Nov 22, 2010

Tree Leaf Photography

Last Saturday I spent a couple of hours at the Boston Arnold Arboretum with the goal in mind to add to my nature photos macro photography gallery. It is one of my favorite photo locations because of its easy access and its diversity in plants and wildlife. Weather-wise it was one of your typical November afternoons with chilly temperatures and high winds. Inspired by my latest tree leaf photography collection addition, taken the week before on my front porch, I was looking for dropped and disintegrating leaves. I stopped at Dawson Pond where the needles of a cypress tree had changed to many colors and the tree canape was fading into the pond. The edge of small Dawson Pond was covered in brownish cypress tree needles, within them occasionally trapped leaves in all colors from other surrounding trees. I looked carefully around the edges of the pond and studied the patterns and photographic objects that mother nature provided. Half way around the pond I stumbled upon a beautiful setting of a disintegrating green leaf captured in a burgundy red leaf ... what a fantastic leaf photos find I thought. Raindrops from an earlier shower were still present and the red leaf was almost fully submerged in the pond. When I lowered my tripod to ground level, one leg half way in the pond, I realized the full beauty in front of me. The tiny wind driven waves were constantly moving the leaf up and down, creating a current that produced wonderful abstractions perfectly framing the main subject. Although near ground level with my camera I decided to explore even lower, more intimate and frame filling perspectives. I detached the camera from the tripod, moved in closer and lower using one of the tripod legs to stabilize the camera. By hand-holding the camera and moving it in closer I finally accomplished the composition I envisioned when I accessed the scenery earlier. The second image here shows the macro landscape as I found it.

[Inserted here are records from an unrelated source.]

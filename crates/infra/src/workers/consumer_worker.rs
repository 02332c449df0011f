//! Single-threaded consumer worker loop with intake control.

use std::sync::atomic::{AtomicBool, Ordering};
use std::sync::{Arc, mpsc};
use std::thread;
use std::time::Duration;

use thiserror::Error;
use tracing::warn;

use lakegate_events::QueueChannel;

#[derive(Debug, Error)]
#[error("intake control failed: {0}")]
pub struct IntakeError(pub String);

/// The narrow capability the replay coordinator uses to suspend and resume a
/// consumer's intake. Disabling intake stops the worker from dequeuing new
/// deliveries; an already-dequeued delivery is allowed to finish.
pub trait IntakeControl: Send + Sync {
    fn set_intake_enabled(&self, enabled: bool) -> Result<(), IntakeError>;

    fn intake_enabled(&self) -> bool;
}

/// Shared intake gate for a worker host. Starts enabled.
#[derive(Debug)]
pub struct IntakeGate {
    enabled: AtomicBool,
}

impl IntakeGate {
    pub fn new() -> Self {
        Self {
            enabled: AtomicBool::new(true),
        }
    }
}

impl Default for IntakeGate {
    fn default() -> Self {
        Self::new()
    }
}

impl IntakeControl for IntakeGate {
    fn set_intake_enabled(&self, enabled: bool) -> Result<(), IntakeError> {
        self.enabled.store(enabled, Ordering::SeqCst);
        Ok(())
    }

    fn intake_enabled(&self) -> bool {
        self.enabled.load(Ordering::SeqCst)
    }
}

/// Handle to control and join a background worker.
#[derive(Debug)]
pub struct WorkerHandle {
    shutdown: mpsc::Sender<()>,
    join: Option<thread::JoinHandle<()>>,
    intake: Arc<IntakeGate>,
}

impl WorkerHandle {
    /// The worker's intake gate (hand this to the replay coordinator).
    pub fn intake(&self) -> Arc<IntakeGate> {
        self.intake.clone()
    }

    /// Request graceful shutdown and wait for the worker to stop.
    pub fn shutdown(mut self) {
        let _ = self.shutdown.send(());
        if let Some(j) = self.join.take() {
            let _ = j.join();
        }
    }
}

/// Generic consumer worker loop.
///
/// - Dequeues strictly one delivery at a time from a queue channel
/// - Acknowledges only after the handler succeeds; a failed handler leaves
///   the delivery unacknowledged for redelivery
/// - Honors the intake gate: while disabled, nothing is dequeued
/// - Supports graceful shutdown
#[derive(Debug)]
pub struct ConsumerWorker;

impl ConsumerWorker {
    /// Spawn a worker thread processing deliveries from the channel.
    ///
    /// `handler` must be idempotent (at-least-once delivery safe).
    pub fn spawn<M, C, H, E>(
        name: &'static str,
        channel: C,
        mut handler: H,
        poll_interval: Duration,
    ) -> WorkerHandle
    where
        M: Send + 'static,
        C: QueueChannel<M> + Send + Sync + 'static,
        H: FnMut(&M) -> Result<(), E> + Send + 'static,
        E: core::fmt::Debug + Send + 'static,
    {
        let (shutdown_tx, shutdown_rx) = mpsc::channel::<()>();
        let intake = Arc::new(IntakeGate::new());
        let gate = intake.clone();

        let join = thread::Builder::new()
            .name(name.to_string())
            .spawn(move || {
                worker_loop(name, channel, shutdown_rx, gate, &mut handler, poll_interval)
            })
            .expect("failed to spawn consumer worker thread");

        WorkerHandle {
            shutdown: shutdown_tx,
            join: Some(join),
            intake,
        }
    }
}

fn worker_loop<M, C, H, E>(
    name: &'static str,
    channel: C,
    shutdown_rx: mpsc::Receiver<()>,
    intake: Arc<IntakeGate>,
    handler: &mut H,
    tick: Duration,
) where
    C: QueueChannel<M>,
    H: FnMut(&M) -> Result<(), E>,
    E: core::fmt::Debug,
{
    loop {
        // Shutdown check (non-blocking)
        if shutdown_rx.try_recv().is_ok() {
            break;
        }

        // Suspended intake: idle without dequeuing.
        if !intake.intake_enabled() {
            thread::sleep(tick);
            continue;
        }

        match channel.receive() {
            Ok(Some(delivery)) => match handler(delivery.message()) {
                Ok(()) => {
                    if let Err(err) = channel.ack(delivery.receipt()) {
                        warn!(worker = name, error = ?err, "failed to acknowledge delivery");
                    }
                }
                Err(err) => {
                    // Left unacknowledged: the channel redelivers and
                    // eventually dead-letters.
                    warn!(worker = name, error = ?err, "handler failed; delivery will be redelivered");
                }
            },
            Ok(None) => thread::sleep(tick),
            Err(err) => {
                warn!(worker = name, error = ?err, "channel receive failed");
                thread::sleep(tick);
            }
        }
    }
}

I turned the polarizing filter to maximum impact and used a kitchen towel to diffuse the harsh early afternoon sunlight. I underexposed by -2/3 steps to bring out and saturate the colors. The camera aperture was set to f/7.1 providing me with an exposure time of 1/30 second. In post processing I had little left to do. I removed any dust spots, applied minor contrast and color saturation corrections before sharpening.


  1. Very nice tutorial work, Juergen. Thanks for telling us how you get to these great results!!

  2. Thanks for your comment Susanne ... you are most welcome! Glad you enjoyed it ...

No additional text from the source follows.